Problem:
Your answer should be only the lines below from the one with "rotation (Shoemake's method)." to the one with "let scale = size", repeated exactly, ends included.

Records:
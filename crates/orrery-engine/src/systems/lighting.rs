use crate::components::light::LightComponent;
use crate::core::scene::Scene;
use crate::renderer::instance::{LightRecord, RenderFrame};

/// Serialize the lights of all active entities.
///
/// Point lights sit at the entity's world position. Directional lights shine
/// from the entity's world position toward the origin.
pub fn collect_lights(scene: &Scene, frame: &mut RenderFrame) {
    for entity in scene.iter().filter(|e| e.active) {
        let Some(light) = &entity.light else { continue };
        if !frame.push_light(light_record(light, entity.world_position())) {
            return;
        }
    }
}

pub fn light_record(light: &LightComponent, position: glam::Vec3) -> LightRecord {
    let color = light.color();
    LightRecord {
        x: position.x,
        y: position.y,
        z: position.z,
        kind: light.kind_code(),
        r: color.r,
        g: color.g,
        b: color.b,
        intensity: light.intensity(),
    }
}

#[cfg(test)]
mod tests {
    use super::*;
    use crate::api::types::EntityId;
    use crate::components::entity::Entity;
    use glam::{Mat4, Vec3};

    #[test]
    fn lights_follow_world_position() {
        let mut scene = Scene::new();
        scene.spawn(
            Entity::new(EntityId(1))
                .with_world(Mat4::from_translation(Vec3::new(0.0, 1.0, 0.0)))
                .with_light(LightComponent::directional(0x0099ff, 1.0)),
        );
        scene.spawn(Entity::new(EntityId(2)).with_light(LightComponent::point(0xffff99, 10.0)));

        let mut frame = RenderFrame::default();
        collect_lights(&scene, &mut frame);

        assert_eq!(frame.light_count(), 2);
        let dir = frame.lights[0];
        assert_eq!((dir.y, dir.kind), (1.0, 1.0));
        assert!((dir.b - 1.0).abs() < 1e-6);
        assert_eq!(frame.lights[1].intensity, 10.0);
    }
}
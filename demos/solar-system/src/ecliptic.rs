use std::f32::consts::{FRAC_PI_2, TAU};

use glam::{Quat, Vec3};
use rand::Rng;
use orrery_engine::{Color, EngineContext, Entity, EntityId, LineComponent, LocalTransform};

pub const RING_COUNT: usize = 20;
/// Segments per ring; the first vertex is repeated to close the loop.
pub const RING_SEGMENTS: usize = 128;
pub const RADIAL_COUNT: usize = 40;
pub const RADIAL_POINTS: usize = 10;
pub const INNER_RADIUS: f32 = 1.1;

/// Closed circle of `radius` in the XY plane.
pub fn ring_points(radius: f32) -> Vec<Vec3> {
    (0..=RING_SEGMENTS)
        .map(|i| {
            let angle = i as f32 / RING_SEGMENTS as f32 * TAU;
            Vec3::new(radius * angle.cos(), radius * angle.sin(), 0.0)
        })
        .collect()
}

/// Guide ring `index`: greener and brighter inside, fading to dark blue outside.
pub fn ring<R: Rng>(rng: &mut R, index: usize) -> LineComponent {
    let gap = 0.075 + rng.random::<f32>() * 0.005;
    let f = index as f32 / RING_COUNT as f32;
    let hue = 0.25 - f * 0.27;
    let lightness = 0.5 - f * 0.5;
    let width = 0.5 + rng.random::<f32>();
    LineComponent::solid(
        ring_points(INNER_RADIUS + index as f32 * gap),
        Color::from_hsl(hue, 1.0, lightness),
        width,
    )
}

/// A short spoke pointing away from the sun with a hue gradient along it.
pub fn radial_line<R: Rng>(rng: &mut R) -> LineComponent {
    let width = 0.5 + rng.random::<f32>();
    let min_radius = INNER_RADIUS + rng.random::<f32>() * 0.1;
    let angle = rng.random::<f32>() * TAU;
    let (sin, cos) = angle.sin_cos();

    let mut points = Vec::with_capacity(RADIAL_POINTS);
    let mut colors = Vec::with_capacity(RADIAL_POINTS);
    for i in 0..RADIAL_POINTS {
        let hue = 0.25 - i as f32 / RADIAL_POINTS as f32 * 0.27;
        colors.push(Color::from_hsl(hue, 1.0, 0.5));
        let radius = min_radius + i as f32 / 8.0;
        points.push(Vec3::new(cos * radius, 0.0, sin * radius));
    }
    LineComponent::gradient(points, colors, width)
}

/// Spawn the guide-line group under `parent`.
pub fn spawn_ecliptic<R: Rng>(ctx: &mut EngineContext, parent: EntityId, rng: &mut R) -> EntityId {
    let group = ctx.next_id();
    ctx.spawn_child(Entity::new(group).with_tag("ecliptic"), parent, LocalTransform::new());

    // Rings are drawn in XY and laid flat into the orbital plane.
    let flat = Quat::from_rotation_x(FRAC_PI_2);
    for index in 0..RING_COUNT {
        let line = ring(rng, index);
        let id = ctx.next_id();
        ctx.spawn_child(
            Entity::new(id).with_tag("ecliptic-ring").with_line(line),
            group,
            LocalTransform::new().with_rotation(flat),
        );
    }
    for _ in 0..RADIAL_COUNT {
        let line = radial_line(rng);
        let id = ctx.next_id();
        ctx.spawn_child(
            Entity::new(id).with_tag("ecliptic-radial").with_line(line),
            group,
            LocalTransform::new(),
        );
    }
    group
}

#[cfg(test)]
mod tests {
    use super::*;
    use rand::SeedableRng;
    use rand_chacha::ChaCha8Rng;

    #[test]
    fn ring_is_closed() {
        let points = ring_points(2.0);
        assert_eq!(points.len(), 129);
        assert!((points[0] - points[128]).length() < 1e-5);
        assert!(points.iter().all(|p| (p.length() - 2.0).abs() < 1e-5 && p.z == 0.0));
    }

    #[test]
    fn rings_spread_outwards_and_darken() {
        let mut rng = ChaCha8Rng::seed_from_u64(9);
        let first = ring(&mut rng, 0);
        let last = ring(&mut rng, RING_COUNT - 1);
        assert!((first.points[0].length() - 1.1).abs() < 1e-5);
        let r = last.points[0].length();
        assert!(r > 1.1 + 19.0 * 0.075 - 1e-4 && r < 1.1 + 19.0 * 0.08 + 1e-4);

        let (_, _, l0) = first.colors[0].to_hsl();
        let (_, _, l19) = last.colors[0].to_hsl();
        assert!((l0 - 0.5).abs() < 1e-4);
        assert!(l19 < l0);
        assert!((0.5..1.5).contains(&first.width));
    }

    #[test]
    fn radial_line_points_outwards() {
        let mut rng = ChaCha8Rng::seed_from_u64(4);
        let line = radial_line(&mut rng);
        assert_eq!(line.points.len(), RADIAL_POINTS);
        assert_eq!(line.colors.len(), RADIAL_POINTS);
        let inner = line.points[0].length();
        assert!((1.1..1.2).contains(&inner));
        let outer = line.points[RADIAL_POINTS - 1].length();
        assert!((outer - inner - 9.0 / 8.0).abs() < 1e-4);
        assert!(line.points.iter().all(|p| p.y == 0.0));
    }

    #[test]
    fn group_holds_every_line() {
        let mut ctx = EngineContext::new();
        let root = ctx.next_id();
        ctx.spawn(Entity::new(root), LocalTransform::new());
        let group = spawn_ecliptic(&mut ctx, root, &mut ChaCha8Rng::seed_from_u64(2));

        assert_eq!(ctx.graph.get_children(group).unwrap().len(), RING_COUNT + RADIAL_COUNT);
        assert_eq!(ctx.scene.find_all_by_tag("ecliptic-ring").len(), RING_COUNT);

        // Flattened rings end up in the XZ plane.
        ctx.graph.propagate(&mut ctx.scene);
        let ring = ctx.scene.find_by_tag("ecliptic-ring").unwrap();
        let p = ring.line.as_ref().unwrap().points[32];
        let world = ring.world.transform_point3(p);
        assert!(world.y.abs() < 1e-5);
        assert!((world.length() - p.length()).abs() < 1e-5);
    }
}
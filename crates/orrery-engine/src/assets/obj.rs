//! Wavefront OBJ reader for the subset rock meshes use.
//!
//! Supports `o`/`g` object boundaries, `v`, `vn` and `f` records with any of
//! the `v`, `v/vt`, `v//vn`, `v/vt/vn` forms, including negative (relative)
//! indices. Polygons are fan-triangulated. Texture coordinates, materials and
//! smoothing groups are ignored.

use glam::Vec3;
use crate::assets::error::AssetError;
use crate::geometry::Geometry;

/// One object of an OBJ document as a non-indexed triangle list.
#[derive(Debug, Clone, PartialEq)]
pub struct ObjMesh {
    pub name: String,
    pub positions: Vec<Vec3>,
    pub normals: Vec<Vec3>,
}

impl ObjMesh {
    fn named(name: &str) -> Self {
        Self {
            name: name.to_string(),
            positions: Vec::new(),
            normals: Vec::new(),
        }
    }

    pub fn triangle_count(&self) -> usize {
        self.positions.len() / 3
    }

    pub fn into_geometry(self) -> Geometry {
        Geometry::new(self.positions, self.normals, Vec::new())
    }
}

#[derive(Clone, Copy)]
struct FaceVertex {
    position: usize,
    normal: Option<usize>,
}

/// Parse an OBJ document into one mesh per object that has faces.
pub fn parse_obj(text: &str) -> Result<Vec<ObjMesh>, AssetError> {
    let mut positions: Vec<Vec3> = Vec::new();
    let mut normals: Vec<Vec3> = Vec::new();
    let mut meshes = Vec::new();
    let mut current = ObjMesh::named("");

    for (i, raw) in text.lines().enumerate() {
        let line_no = i + 1;
        let line = raw.split('#').next().unwrap_or("").trim();
        let mut fields = line.split_whitespace();
        let Some(keyword) = fields.next() else { continue };

        match keyword {
            "v" => positions.push(parse_vec3(fields, line_no)?),
            "vn" => normals.push(parse_vec3(fields, line_no)?),
            "o" | "g" => {
                let name = fields.collect::<Vec<_>>().join(" ");
                if current.positions.is_empty() {
                    current.name = name;
                } else {
                    meshes.push(std::mem::replace(&mut current, ObjMesh::named(&name)));
                }
            }
            "f" => {
                let corners = fields
                    .map(|f| parse_face_vertex(f, positions.len(), normals.len(), line_no))
                    .collect::<Result<Vec<_>, _>>()?;
                if corners.len() < 3 {
                    return Err(AssetError::Parse {
                        line: line_no,
                        message: format!("face needs at least 3 vertices, got {}", corners.len()),
                    });
                }
                for k in 1..corners.len() - 1 {
                    push_triangle(&mut current, [corners[0], corners[k], corners[k + 1]], &positions, &normals);
                }
            }
            _ => {}
        }
    }

    if !current.positions.is_empty() {
        meshes.push(current);
    }
    if meshes.is_empty() {
        return Err(AssetError::Empty);
    }
    log::debug!(
        "parsed obj: {} meshes, {} triangles",
        meshes.len(),
        meshes.iter().map(ObjMesh::triangle_count).sum::<usize>()
    );
    Ok(meshes)
}

fn parse_vec3<'a>(mut fields: impl Iterator<Item = &'a str>, line: usize) -> Result<Vec3, AssetError> {
    let mut v = [0.0f32; 3];
    for slot in &mut v {
        let field = fields.next().ok_or_else(|| AssetError::Parse {
            line,
            message: "expected 3 coordinates".to_string(),
        })?;
        *slot = field.parse().map_err(|_| AssetError::Parse {
            line,
            message: format!("invalid number '{}'", field),
        })?;
    }
    Ok(Vec3::from_array(v))
}

/// Resolve a 1-based (or negative, relative) OBJ index into a 0-based one.
fn resolve_index(field: &str, len: usize, line: usize) -> Result<usize, AssetError> {
    let index: i64 = field.parse().map_err(|_| AssetError::Parse {
        line,
        message: format!("invalid index '{}'", field),
    })?;
    let resolved = if index > 0 { index - 1 } else { len as i64 + index };
    if index == 0 || resolved < 0 || resolved >= len as i64 {
        return Err(AssetError::IndexOutOfRange { line, index });
    }
    Ok(resolved as usize)
}

fn parse_face_vertex(field: &str, n_pos: usize, n_norm: usize, line: usize) -> Result<FaceVertex, AssetError> {
    let mut parts = field.split('/');
    let position = resolve_index(parts.next().unwrap_or(""), n_pos, line)?;
    let _texcoord = parts.next();
    let normal = match parts.next() {
        Some(n) if !n.is_empty() => Some(resolve_index(n, n_norm, line)?),
        _ => None,
    };
    Ok(FaceVertex { position, normal })
}

fn push_triangle(mesh: &mut ObjMesh, corners: [FaceVertex; 3], positions: &[Vec3], normals: &[Vec3]) {
    let p = corners.map(|c| positions[c.position]);
    let flat = (p[1] - p[0]).cross(p[2] - p[0]).normalize_or_zero();
    for (corner, pos) in corners.iter().zip(p) {
        mesh.positions.push(pos);
        mesh.normals.push(corner.normal.map_or(flat, |n| normals[n]));
    }
}
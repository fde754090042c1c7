/// Scene configuration, supplied by the host as JSON before init.
///
/// Every field has a default, so `{}` is a valid document.

use orrery_engine::ConfigError;
use serde::{Deserialize, Serialize};

use crate::bodies::DISTANCE_SCALE;
use crate::nebula::NebulaParams;

/// Highest icosphere subdivision accepted (about 84k vertices per sphere).
pub const MAX_DETAIL: u32 = 36;
pub const MAX_STARS: usize = 100_000;

/// What drives the camera.
#[derive(Debug, Clone, Copy, PartialEq, Eq, Default, Serialize, Deserialize)]
#[serde(rename_all = "lowercase")]
pub enum CameraMode {
    /// Slow circle around the sun, paused with the scene.
    #[default]
    Animated,
    /// Pointer-driven orbit controls.
    Orbit,
}

impl CameraMode {
    /// Decode the `a` value of a camera-mode custom event.
    pub fn from_code(code: f32) -> Option<Self> {
        if !code.is_finite() {
            return None;
        }
        match code.round() as i32 {
            0 => Some(CameraMode::Animated),
            1 => Some(CameraMode::Orbit),
            _ => None,
        }
    }

    pub fn code(self) -> f32 {
        match self {
            CameraMode::Animated => 0.0,
            CameraMode::Orbit => 1.0,
        }
    }
}

#[derive(Debug, Clone, PartialEq, Serialize, Deserialize)]
#[serde(default)]
pub struct SolarConfig {
    /// Seed for every procedural placement (belt, guide lines, stars, nebulae).
    pub seed: u64,
    /// Multiplier applied to planet orbit radii.
    pub distance_scale: f32,
    pub num_stars: usize,
    pub star_size: f32,
    pub sun_detail: u32,
    pub planet_detail: u32,
    pub camera_mode: CameraMode,
    pub nebulae: Vec<NebulaParams>,
    /// Rock meshes the host must load; one belt layer per object found.
    pub rocks: Vec<String>,
}

impl Default for SolarConfig {
    fn default() -> Self {
        Self {
            seed: 0x5eed,
            distance_scale: DISTANCE_SCALE,
            num_stars: 2500,
            star_size: 0.5,
            sun_detail: 6,
            planet_detail: 12,
            camera_mode: CameraMode::Animated,
            nebulae: vec![
                NebulaParams::layer(0.6, -30.5),
                NebulaParams::layer(0.0, 30.5),
            ],
            rocks: vec!["Rock1".into(), "Rock2".into(), "Rock3".into()],
        }
    }
}

impl SolarConfig {
    pub fn from_json(json: &str) -> Result<Self, ConfigError> {
        let config: SolarConfig = serde_json::from_str(json)?;
        config.validate()?;
        Ok(config)
    }

    pub fn validate(&self) -> Result<(), ConfigError> {
        if !self.distance_scale.is_finite() || self.distance_scale <= 0.0 {
            return Err(ConfigError::Invalid(format!(
                "distance_scale must be positive, got {}",
                self.distance_scale
            )));
        }
        if !self.star_size.is_finite() || self.star_size <= 0.0 {
            return Err(ConfigError::Invalid(format!(
                "star_size must be positive, got {}",
                self.star_size
            )));
        }
        if self.num_stars > MAX_STARS {
            return Err(ConfigError::Invalid(format!(
                "num_stars {} exceeds {}",
                self.num_stars, MAX_STARS
            )));
        }
        for (field, detail) in [("sun_detail", self.sun_detail), ("planet_detail", self.planet_detail)] {
            if detail > MAX_DETAIL {
                return Err(ConfigError::Invalid(format!(
                    "{} {} exceeds {}",
                    field, detail, MAX_DETAIL
                )));
            }
        }
        for (i, layer) in self.nebulae.iter().enumerate() {
            layer
                .validate()
                .map_err(|msg| ConfigError::Invalid(format!("nebulae[{}]: {}", i, msg)))?;
        }
        if self.rocks.iter().any(|name| name.trim().is_empty()) {
            return Err(ConfigError::Invalid("rock mesh names must not be empty".into()));
        }
        Ok(())
    }

    /// Total nebula sprites across all layers.
    pub fn sprite_count(&self) -> usize {
        self.nebulae.iter().map(|layer| layer.num_sprites).sum()
    }
}

#[cfg(test)]
mod tests {
    use super::*;

    #[test]
    fn empty_document_uses_defaults() {
        let config = SolarConfig::from_json("{}").unwrap();
        assert_eq!(config, SolarConfig::default());
        assert_eq!(config.num_stars, 2500);
        assert_eq!(config.rocks, vec!["Rock1", "Rock2", "Rock3"]);
        assert_eq!(config.nebulae.len(), 2);
        assert_eq!(config.sprite_count(), 20);
    }

    #[test]
    fn partial_document_overrides_fields() {
        let config = SolarConfig::from_json(
            r#"{ "seed": 7, "num_stars": 100, "camera_mode": "orbit", "rocks": [] }"#,
        )
        .unwrap();
        assert_eq!(config.seed, 7);
        assert_eq!(config.num_stars, 100);
        assert_eq!(config.camera_mode, CameraMode::Orbit);
        assert!(config.rocks.is_empty());
        assert_eq!(config.distance_scale, DISTANCE_SCALE);
    }

    #[test]
    fn malformed_json_is_a_parse_error() {
        assert!(matches!(
            SolarConfig::from_json("{ seed: }"),
            Err(ConfigError::Parse(_))
        ));
        assert!(matches!(
            SolarConfig::from_json(r#"{ "camera_mode": "fly" }"#),
            Err(ConfigError::Parse(_))
        ));
    }

    #[test]
    fn out_of_range_values_are_rejected() {
        for json in [
            r#"{ "distance_scale": 0 }"#,
            r#"{ "distance_scale": -1.5 }"#,
            r#"{ "planet_detail": 100 }"#,
            r#"{ "num_stars": 1000000 }"#,
            r#"{ "rocks": ["Rock1", " "] }"#,
            r#"{ "nebulae": [{ "opacity": 2.0 }] }"#,
        ] {
            assert!(
                matches!(SolarConfig::from_json(json), Err(ConfigError::Invalid(_))),
                "{} should be invalid",
                json
            );
        }
    }

    #[test]
    fn camera_mode_codes() {
        assert_eq!(CameraMode::from_code(0.0), Some(CameraMode::Animated));
        assert_eq!(CameraMode::from_code(1.0), Some(CameraMode::Orbit));
        assert_eq!(CameraMode::from_code(2.0), None);
        assert_eq!(CameraMode::from_code(f32::NAN), None);
        assert_eq!(CameraMode::Orbit.code(), 1.0);
    }
}
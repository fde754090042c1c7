/// Asteroid belt: one instanced layer per loaded rock mesh, scattered around
/// a ring between Mars and Jupiter.

use std::f32::consts::TAU;

use glam::{Mat4, Quat, Vec3};
use rand::Rng;
use orrery_engine::{EngineContext, Entity, EntityId, GeometryId, LocalTransform, Material, MeshComponent, Motion};

pub const BELT_DISTANCE: f32 = 2.5;
pub const ROCK_SIZE: f32 = 0.035;
pub const MIN_ROCKS: usize = 25;
/// Each layer gets `MIN_ROCKS` plus up to this many more.
pub const EXTRA_ROCKS: usize = 25;

/// Spin rate of layer `index` about Z. Outer layers in load order turn faster.
pub fn layer_rate(index: usize) -> f32 {
    -0.0002 * ((index + 1) as f32 * 0.1)
}

/// Uniformly distributed random rotation (Shoemake's method).
pub fn random_rotation<R: Rng>(rng: &mut R) -> Quat {
    let u1: f32 = rng.random();
    let u2: f32 = rng.random();
    let u3: f32 = rng.random();
    let a = (1.0 - u1).sqrt();
    let b = u1.sqrt();
    Quat::from_xyzw(
        a * (TAU * u2).sin(),
        a * (TAU * u2).cos(),
        b * (TAU * u3).sin(),
        b * (TAU * u3).cos(),
    )
    .normalize()
}

/// Instance transforms for one layer.
pub fn scatter_rocks<R: Rng>(rng: &mut R, distance: f32, size: f32) -> Vec<Mat4> {
    let count = MIN_ROCKS + (rng.random::<f32>() * EXTRA_ROCKS as f32).floor() as usize;
    let count = count.min(MIN_ROCKS + EXTRA_ROCKS - 1);

    (0..count)
        .map(|_| {
            let radius = distance + rng.random::<f32>() * 0.1 - 0.05;
            let angle = rng.random::<f32>() * TAU;
            let position = Vec3::new(angle.cos() * radius, 0.0, angle.sin() * radius);
            let rotation = random_rotation(rng);
            let scale = size + rng.random::<f32>() * 0.05 - 0.025;
            Mat4::from_scale_rotation_translation(Vec3::splat(scale), rotation, position)
        })
        .collect()
}

/// Spawn the belt group under `parent`, one layer per rock geometry.
/// Returns the group and its layers.
pub fn spawn_asteroid_belt<R: Rng>(
    ctx: &mut EngineContext,
    parent: EntityId,
    rocks: &[GeometryId],
    rng: &mut R,
) -> (EntityId, Vec<EntityId>) {
    let group = ctx.next_id();
    ctx.spawn_child(Entity::new(group).with_tag("asteroid-belt"), parent, LocalTransform::new());

    let mut layers = Vec::with_capacity(rocks.len());
    let mut total = 0;
    for (index, &geometry) in rocks.iter().enumerate() {
        let instances = scatter_rocks(rng, BELT_DISTANCE, ROCK_SIZE);
        total += instances.len();

        let id = ctx.next_id();
        ctx.spawn_child(
            Entity::new(id)
                .with_tag("asteroids")
                .with_mesh(MeshComponent::new(geometry, Material::standard()).with_instances(instances))
                .with_motion(Motion::spin_z(layer_rate(index))),
            group,
            LocalTransform::new(),
        );
        layers.push(id);
    }

    if layers.is_empty() {
        log::warn!("asteroid belt has no rock meshes");
    } else {
        log::debug!("asteroid belt: {} layers, {} rocks", layers.len(), total);
    }
    (group, layers)
}
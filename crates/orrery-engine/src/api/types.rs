use bytemuck::{Pod, Zeroable};

/// Unique identifier for an entity in the scene.
#[derive(Debug, Clone, Copy, PartialEq, Eq, Hash, PartialOrd, Ord)]
pub struct EntityId(pub u32);

/// A game event communicated from Rust to the host page.
/// Generic container: `kind` identifies the event, `a/b/c` carry payload.
#[repr(C)]
#[derive(Debug, Clone, Copy, Default, PartialEq, Pod, Zeroable)]
pub struct GameEvent {
    pub kind: f32,
    pub a: f32,
    pub b: f32,
    pub c: f32,
}

impl GameEvent {
    pub const FLOATS: usize = 4;

    pub fn new(kind: f32, a: f32, b: f32, c: f32) -> Self {
        Self { kind, a, b, c }
    }
}

#[cfg(test)]
mod tests {
    use super::*;

    #[test]
    fn game_event_is_4_floats() {
        assert_eq!(std::mem::size_of::<GameEvent>(), GameEvent::FLOATS * 4);
    }
}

Output for this task:
/// Uniformly distributed random rotation (Shoemake's method).
pub fn random_rotation<R: Rng>(rng: &mut R) -> Quat {
    let u1: f32 = rng.random();
    let u2: f32 = rng.random();
    let u3: f32 = rng.random();
    let a = (1.0 - u1).sqrt();
    let b = u1.sqrt();
    Quat::from_xyzw(
        a * (TAU * u2).sin(),
        a * (TAU * u2).cos(),
        b * (TAU * u3).sin(),
        b * (TAU * u3).cos(),
    )
    .normalize()
}

/// Instance transforms for one layer.
pub fn scatter_rocks<R: Rng>(rng: &mut R, distance: f32, size: f32) -> Vec<Mat4> {
    let count = MIN_ROCKS + (rng.random::<f32>() * EXTRA_ROCKS as f32).floor() as usize;
    let count = count.min(MIN_ROCKS + EXTRA_ROCKS - 1);

    (0..count)
        .map(|_| {
            let radius = distance + rng.random::<f32>() * 0.1 - 0.05;
            let angle = rng.random::<f32>() * TAU;
            let position = Vec3::new(angle.cos() * radius, 0.0, angle.sin() * radius);
            let rotation = random_rotation(rng);
            let scale = size + rng.random::<f32>() * 0.05 - 0.025;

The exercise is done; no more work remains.